In case of a Non Executive DirectorA director is not bound to give continuous attention to the affairs of his company. His duties are of an intermittent nature to be performed at periodical board meetings, and at meetings of any committee of the board upon which he happens to be placed. He is not, however, bound to attend all such meetings, though he ought to attend whenever, in the circumstances, he is reasonably able to do so. However an Executive Director needs to give constant attention and take active interest in the affairs of the Company.
In respect of all duties that, having regard to the exigencies of business, and the articles of association, may properly be left to some other official, a director, is in the absence if grounds for suspicion justified in trusting that officer to perform such duties honestly. A director must of necessity trust the officials of the company to perform properly and honestly the duties allocated to those officials.
When presenting their annual reports and balance sheet to their shareholders and when recommending the declaration of a dividend, directors ought not to be satisfied as to the value of their company's assets merely by the assurances neither of their chairman, nor with the experience or the belief of the auditor howsoever competent and trust worthy he is. All in all, there is no difference between legal and equitable duties of directors. If the directors act within their power with such care as is reasonably to be expected from them, having regard to their knowledge and experience, and if they act honestly for the benefit of the company. They discharge both their legal as well as equitable duty to the company. The directors are not liable for all mistakes they make, although if they had taken more care they might have avoided them.
What are the Liabilities of the Directors of a company towards the company?
The liability of a Director to the company may arise from:
Breach of fiduciary duty: Where a Director acts dishonestly to the interest of the company, he will be held liable for breach of fiduciary duty. Most of the powers of Directors are powers in trust and, therefore, should be exercised in the interest of the company and, not in the interest of the Directors or, any section of members. Thus, in a case where the Directors, in order to forestall a take-over bid, transferred the unissued shares of the company to trustees, to be held for the benefit of the employees, and an interest-free loan from the company was advanced to the trustees to enable them to pay for the shares, it was held to be a wrongful exercise of the fiduciary powers of the Directors.
Ultra vires acts: Directors are supposed to act within the parameters of the provisions of the Companies Act, Memorandum and Articles of Association, since these lay down the limits to the activities of the company and, consequently, to the powers of the Board of Directors. Further, the powers of the Directors may be limited in terms of specific restrictions, contained in the Articles of Association. The Directors shall be held, personally, liable for acts beyond the aforesaid limits, being ultra vires the company or the Directors. Thus, where the Directors pay dividends or interest out of capital, they will be liable to indemnify the company for any loss or damage, suffered due to such act.

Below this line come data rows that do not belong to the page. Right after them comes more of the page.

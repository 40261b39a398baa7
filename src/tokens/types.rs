//! Continuation token type definitions

use crate::errors::{ChunkError, Result};
use chrono::{DateTime, Utc};
use serde::{Deserialize, Serialize};
use serde_json::{Map, Value};
use std::fmt;

/// Original request parameters replayed on resumption
pub type RequestParams = Map<String, Value>;

/// Closed set of resumable operations
#[derive(Debug, Clone, Copy, PartialEq, Eq, Hash, Serialize, Deserialize)]
#[serde(rename_all = "snake_case")]
pub enum TokenKind {
    FileRead,
    DirectoryList,
    ContentSearch,
    FilenameSearch,
}

impl TokenKind {
    /// Stable identifier used in token ids and logs
    pub fn as_str(&self) -> &'static str {
        match self {
            TokenKind::FileRead => "file_read",
            TokenKind::DirectoryList => "directory_list",
            TokenKind::ContentSearch => "content_search",
            TokenKind::FilenameSearch => "filename_search",
        }
    }
}

impl fmt::Display for TokenKind {
    fn fmt(&self, f: &mut fmt::Formatter<'_>) -> fmt::Result {
        f.write_str(self.as_str())
    }
}

/// Resume position inside a file
#[derive(Debug, Clone, Copy, PartialEq, Eq, Serialize, Deserialize)]
#[serde(rename_all = "snake_case")]
pub enum FilePosition {
    /// Next line index for line-oriented reads
    Line(usize),
    /// Next byte offset for byte-level reads
    Byte(usize),
}

/// Kind-specific resumable cursor
#[derive(Debug, Clone, PartialEq, Eq, Serialize, Deserialize)]
#[serde(rename_all = "snake_case")]
pub enum Cursor {
    FileRead {
        position: FilePosition,
    },
    DirectoryList {
        page: usize,
        last_item: Option<String>,
    },
    ContentSearch {
        last_file: Option<String>,
        last_position: usize,
        file_index: usize,
    },
    FilenameSearch {
        last_file: Option<String>,
        last_position: usize,
        file_index: usize,
    },
}

impl Cursor {
    /// Kind of operation this cursor resumes
    pub fn kind(&self) -> TokenKind {
        match self {
            Cursor::FileRead { .. } => TokenKind::FileRead,
            Cursor::DirectoryList { .. } => TokenKind::DirectoryList,
            Cursor::ContentSearch { .. } => TokenKind::ContentSearch,
            Cursor::FilenameSearch { .. } => TokenKind::FilenameSearch,
        }
    }

    /// Search cursor of the given kind
    ///
    /// Non-search kinds fall back to a content search cursor.
    pub fn search(kind: TokenKind, last_file: Option<String>, last_position: usize, file_index: usize) -> Self {
        match kind {
            TokenKind::FilenameSearch => Cursor::FilenameSearch {
                last_file,
                last_position,
                file_index,
            },
            _ => Cursor::ContentSearch {
                last_file,
                last_position,
                file_index,
            },
        }
    }
}

/// Partial cursor update merged by `TokenStore::update`
///
/// `None` fields leave the stored value untouched.
#[derive(Debug, Clone, Default, PartialEq)]
pub struct CursorPatch {
    pub line_start: Option<usize>,
    pub byte_offset: Option<usize>,
    pub page: Option<usize>,
    pub last_item: Option<String>,
    pub last_file: Option<String>,
    pub last_position: Option<usize>,
    pub file_index: Option<usize>,
    pub chunk_index: Option<usize>,
    pub params: Option<RequestParams>,
}

impl CursorPatch {
    /// Names of the supplied cursor fields
    fn supplied_fields(&self) -> Vec<&'static str> {
        let mut fields = Vec::new();
        if self.line_start.is_some() { fields.push("line_start"); }
        if self.byte_offset.is_some() { fields.push("byte_offset"); }
        if self.page.is_some() { fields.push("page"); }
        if self.last_item.is_some() { fields.push("last_item"); }
        if self.last_file.is_some() { fields.push("last_file"); }
        if self.last_position.is_some() { fields.push("last_position"); }
        if self.file_index.is_some() { fields.push("file_index"); }
        fields
    }

    /// Check every supplied field belongs to `kind`
    pub fn validate_for(&self, kind: TokenKind) -> Result<()> {
        let allowed: &[&str] = match kind {
            TokenKind::FileRead => &["line_start", "byte_offset"],
            TokenKind::DirectoryList => &["page", "last_item"],
            TokenKind::ContentSearch | TokenKind::FilenameSearch => {
                &["last_file", "last_position", "file_index"]
            }
        };

        if let Some(field) = self.supplied_fields().into_iter().find(|f| !allowed.contains(f)) {
            return Err(ChunkError::InvalidPatch {
                kind: kind.to_string(),
                field: field.to_string(),
            });
        }

        // A file cursor is either line- or byte-positioned, never both
        if self.line_start.is_some() && self.byte_offset.is_some() {
            return Err(ChunkError::InvalidPatch {
                kind: kind.to_string(),
                field: "byte_offset".to_string(),
            });
        }

        Ok(())
    }
}

/// Resumable state for one cut-off operation
#[derive(Debug, Clone, PartialEq, Serialize, Deserialize)]
pub struct ContinuationToken {
    /// Opaque identifier handed to callers
    pub id: String,

    /// Path the operation targets
    pub target_path: String,

    /// Where to resume
    pub cursor: Cursor,

    /// Original request parameters
    pub params: RequestParams,

    /// Chunks delivered so far in this chain
    pub chunk_index: usize,

    /// Issue time; expiry is measured from here
    pub created_at: DateTime<Utc>,
}

impl ContinuationToken {
    /// Kind of the operation this token resumes
    pub fn kind(&self) -> TokenKind {
        self.cursor.kind()
    }

    /// Apply a validated patch
    pub(crate) fn apply(&mut self, patch: CursorPatch) {
        match &mut self.cursor {
            Cursor::FileRead { position } => {
                if let Some(n) = patch.line_start {
                    *position = FilePosition::Line(n);
                }
                if let Some(n) = patch.byte_offset {
                    *position = FilePosition::Byte(n);
                }
            }
            Cursor::DirectoryList { page, last_item } => {
                if let Some(p) = patch.page {
                    *page = p;
                }
                if let Some(item) = patch.last_item {
                    *last_item = Some(item);
                }
            }
            Cursor::ContentSearch { last_file, last_position, file_index }
            | Cursor::FilenameSearch { last_file, last_position, file_index } => {
                if let Some(file) = patch.last_file {
                    *last_file = Some(file);
                }
                if let Some(pos) = patch.last_position {
                    *last_position = pos;
                }
                if let Some(idx) = patch.file_index {
                    *file_index = idx;
                }
            }
        }

        if let Some(idx) = patch.chunk_index {
            self.chunk_index = idx;
        }

        if let Some(params) = patch.params {
            self.params.extend(params);
        }
    }
}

NegligenceAs long as the Directors act within their powers with reasonable skill and care, as expected of them as prudent businessmen, they discharge their duties to the company. But, where they fail to exercise reasonable care, skill and diligence, they shall be deemed to have acted, negligently, in discharge of their duties and, consequently, shall be liable for any loss or damage, resulting there from. However, error of judgment will not be deemed as negligence. The Directors cannot be absolved of their liability for negligence by any provisions in the Articles of Association.
Mala fide acts: Directors are the trustees for the money and property of the company, handled by them, as well as for exercise of the powers, vested in them. If they dishonestly or in a mala fide manner, exercise their powers and perform their duties, they will be liable for breach of trust and, may be required to make good the loss or damage, suffered by the company by reason of such mala fide acts. They are also accountable to the company for any secret profits they might have made in course of their performance of duties on behalf of the company. Directors can also be held liable for their acts of 'misfeasance', i.e., misconduct or willful misuse of powers. However, misconduct, which is not willful, shall not amount to 'misfeasance'.
Where a Director misapplies or misappropriates the money or properties of the company or, has been guilty of breach of trust or misfeasance, the Court may order him to repay the money or, restore the property or, to pay compensation.
Can a Director be made liable for the acts of his Co-Directors?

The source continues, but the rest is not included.